→ **Work to complete**
Gather, from the data below, each line in which the word "every" occurs.

Segment Start: Source data

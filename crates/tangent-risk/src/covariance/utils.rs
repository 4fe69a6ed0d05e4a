//! Symmetric matrix utilities
//!
//! Eigen-decomposition, conditioning and inversion of covariance-like
//! matrices, implemented directly on `ndarray` without a LAPACK binding.

use super::CovarianceError;
use ndarray::{Array1, Array2};

/// Default number of cyclic Jacobi sweeps.
pub const DEFAULT_MAX_SWEEPS: usize = 100;

/// Default relative tolerance on the off-diagonal Frobenius norm.
pub const DEFAULT_TOLERANCE: f64 = 1e-14;

/// Smallest admissible Cholesky pivot relative to the largest diagonal entry.
const MIN_RELATIVE_PIVOT: f64 = 1e-12;

/// Result of eigenvalue decomposition
#[derive(Debug, Clone)]
pub struct EigenDecomposition {
    /// Eigenvalues (sorted in descending order)
    pub eigenvalues: Array1<f64>,
    /// Eigenvectors (columns are eigenvectors)
    pub eigenvectors: Array2<f64>,
}

fn check_square(matrix: &Array2<f64>) -> Result<usize, CovarianceError> {
    let n = matrix.nrows();
    if n != matrix.ncols() {
        return Err(CovarianceError::DimensionMismatch {
            expected: n,
            actual: matrix.ncols(),
        });
    }
    Ok(n)
}

/// Whether a square matrix is symmetric up to a relative tolerance.
pub fn is_symmetric(matrix: &Array2<f64>, tolerance: f64) -> bool {
    if matrix.nrows() != matrix.ncols() {
        return false;
    }
    let scale = matrix.iter().fold(0.0_f64, |m, v| m.max(v.abs())).max(f64::MIN_POSITIVE);
    let n = matrix.nrows();
    (0..n).all(|i| (i + 1..n).all(|j| (matrix[[i, j]] - matrix[[j, i]]).abs() <= tolerance * scale))
}

/// Cyclic Jacobi eigenvalue decomposition for symmetric matrices
///
/// Each sweep rotates away every off-diagonal pair in row order. Iteration
/// stops once the off-diagonal Frobenius norm falls below
/// `tolerance * ||A||_F`, so the stopping rule does not depend on the scale
/// of the entries (daily return covariances are of order 1e-4).
///
/// # Arguments
/// * `matrix` - Symmetric matrix to decompose
/// * `max_sweeps` - Maximum number of full sweeps
/// * `tolerance` - Relative convergence tolerance
///
/// # Returns
/// * Eigenvalues (descending) and the matching eigenvectors
pub fn jacobi_eigendecomp(
    matrix: &Array2<f64>,
    max_sweeps: usize,
    tolerance: f64,
) -> Result<EigenDecomposition, CovarianceError> {
    let n = check_square(matrix)?;

    let mut a = matrix.clone();
    let mut v = Array2::<f64>::eye(n);
    let scale = frobenius_norm(&a);

    for _sweep in 0..max_sweeps {
        if off_diagonal_norm(&a) <= tolerance * scale {
            break;
        }
        for p in 0..n {
            for q in (p + 1)..n {
                if a[[p, q]] == 0.0 {
                    continue;
                }
                let (cos_theta, sin_theta) = compute_rotation(a[[p, p]], a[[q, q]], a[[p, q]]);
                apply_jacobi_rotation(&mut a, &mut v, p, q, cos_theta, sin_theta);
            }
        }
    }

    let eigenvalues: Array1<f64> = a.diag().to_owned();
    let mut indices: Vec<usize> = (0..n).collect();
    indices.sort_by(|&i, &j| eigenvalues[j].total_cmp(&eigenvalues[i]));

    let sorted_eigenvalues = indices.iter().map(|&i| eigenvalues[i]).collect();
    let mut sorted_eigenvectors = Array2::<f64>::zeros((n, n));
    for (new_idx, &old_idx) in indices.iter().enumerate() {
        sorted_eigenvectors
            .column_mut(new_idx)
            .assign(&v.column(old_idx));
    }

    Ok(EigenDecomposition {
        eigenvalues: sorted_eigenvalues,
        eigenvectors: sorted_eigenvectors,
    })
}

fn frobenius_norm(matrix: &Array2<f64>) -> f64 {
    matrix.iter().map(|v| v * v).sum::<f64>().sqrt()
}

fn off_diagonal_norm(matrix: &Array2<f64>) -> f64 {
    matrix
        .indexed_iter()
        .filter(|((i, j), _)| i != j)
        .map(|(_, v)| v * v)
        .sum::<f64>()
        .sqrt()
}

/// Rotation (cos, sin) that annihilates `a[p][q]`
fn compute_rotation(app: f64, aqq: f64, apq: f64) -> (f64, f64) {
    let theta = (aqq - app) / (2.0 * apq);
    let t = theta.signum() / (theta.abs() + theta.mul_add(theta, 1.0).sqrt());
    let cos_theta = 1.0 / t.mul_add(t, 1.0).sqrt();
    (cos_theta, t * cos_theta)
}

fn apply_jacobi_rotation(
    a: &mut Array2<f64>,
    v: &mut Array2<f64>,
    p: usize,
    q: usize,
    c: f64,
    s: f64,
) {
    let n = a.nrows();
    let app = a[[p, p]];
    let aqq = a[[q, q]];
    let apq = a[[p, q]];

    a[[p, p]] = c * c * app - 2.0 * c * s * apq + s * s * aqq;
    a[[q, q]] = s * s * app + 2.0 * c * s * apq + c * c * aqq;
    a[[p, q]] = 0.0;
    a[[q, p]] = 0.0;

    for i in 0..n {
        if i != p && i != q {
            let aip = a[[i, p]];
            let aiq = a[[i, q]];
            a[[i, p]] = c * aip - s * aiq;
            a[[p, i]] = a[[i, p]];
            a[[i, q]] = s * aip + c * aiq;
            a[[q, i]] = a[[i, q]];
        }
    }

    for i in 0..n {
        let vip = v[[i, p]];
        let viq = v[[i, q]];
        v[[i, p]] = c * vip - s * viq;
        v[[i, q]] = s * vip + c * viq;
    }
}

/// Compute the condition number of a symmetric matrix
///
/// Ratio of the largest to the smallest absolute eigenvalue; infinity when
/// the smallest is zero relative to the largest.
pub fn condition_number(matrix: &Array2<f64>) -> f64 {
    match jacobi_eigendecomp(matrix, DEFAULT_MAX_SWEEPS, DEFAULT_TOLERANCE) {
        Ok(decomp) => {
            let abs = decomp.eigenvalues.mapv(f64::abs);
            let max_eig = abs.iter().copied().fold(0.0, f64::max);
            let min_eig = abs.iter().copied().fold(f64::INFINITY, f64::min);
            if max_eig == 0.0 || min_eig <= max_eig * f64::EPSILON {
                f64::INFINITY
            } else {
                max_eig / min_eig
            }
        }
        Err(_) => f64::INFINITY,
    }
}

/// Check if a symmetric matrix is positive definite
///
/// Attempts a Cholesky factorisation.
pub fn is_positive_definite(matrix: &Array2<f64>) -> bool {
    cholesky(matrix).is_ok()
}

/// Cholesky factorisation `A = L Lᵀ` of a symmetric positive definite matrix
///
/// # Returns
/// * Lower-triangular factor `L`, or [`CovarianceError::SingularMatrix`] if a
///   pivot is not positive relative to the matrix scale
pub fn cholesky(matrix: &Array2<f64>) -> Result<Array2<f64>, CovarianceError> {
    let n = check_square(matrix)?;
    let max_diag = matrix.diag().iter().copied().fold(0.0, f64::max);
    let threshold = max_diag * MIN_RELATIVE_PIVOT;

    let mut l = Array2::<f64>::zeros((n, n));
    for j in 0..n {
        let mut pivot = matrix[[j, j]];
        for k in 0..j {
            pivot -= l[[j, k]] * l[[j, k]];
        }
        if !pivot.is_finite() || pivot <= threshold {
            return Err(CovarianceError::SingularMatrix {
                condition_number: condition_number(matrix),
            });
        }
        let diag = pivot.sqrt();
        l[[j, j]] = diag;

        for i in (j + 1)..n {
            let mut sum = matrix[[i, j]];
            for k in 0..j {
                sum -= l[[i, k]] * l[[j, k]];
            }
            l[[i, j]] = sum / diag;
        }
    }
    Ok(l)
}

/// Invert a symmetric positive definite matrix through its Cholesky factor
///
/// Solves `L y = e_i` and `Lᵀ x = y` for every unit vector.
pub fn invert_spd(matrix: &Array2<f64>) -> Result<Array2<f64>, CovarianceError> {
    let l = cholesky(matrix)?;
    let n = l.nrows();
    let mut inverse = Array2::<f64>::zeros((n, n));

    for col in 0..n {
        let mut y = Array1::<f64>::zeros(n);
        for i in 0..n {
            let mut sum = if i == col { 1.0 } else { 0.0 };
            for k in 0..i {
                sum -= l[[i, k]] * y[k];
            }
            y[i] = sum / l[[i, i]];
        }
        for i in (0..n).rev() {
            let mut sum = y[i];
            for k in (i + 1)..n {
                sum -= l[[k, i]] * inverse[[k, col]];
            }
            inverse[[i, col]] = sum / l[[i, i]];
        }
    }

    Ok((&inverse + &inverse.t()) / 2.0)
}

Segment End: Source data

→ **Output below**
/// Each sweep rotates away every off-diagonal pair in row order. Iteration
/// Solves `L y = e_i` and `Lᵀ x = y` for every unit vector.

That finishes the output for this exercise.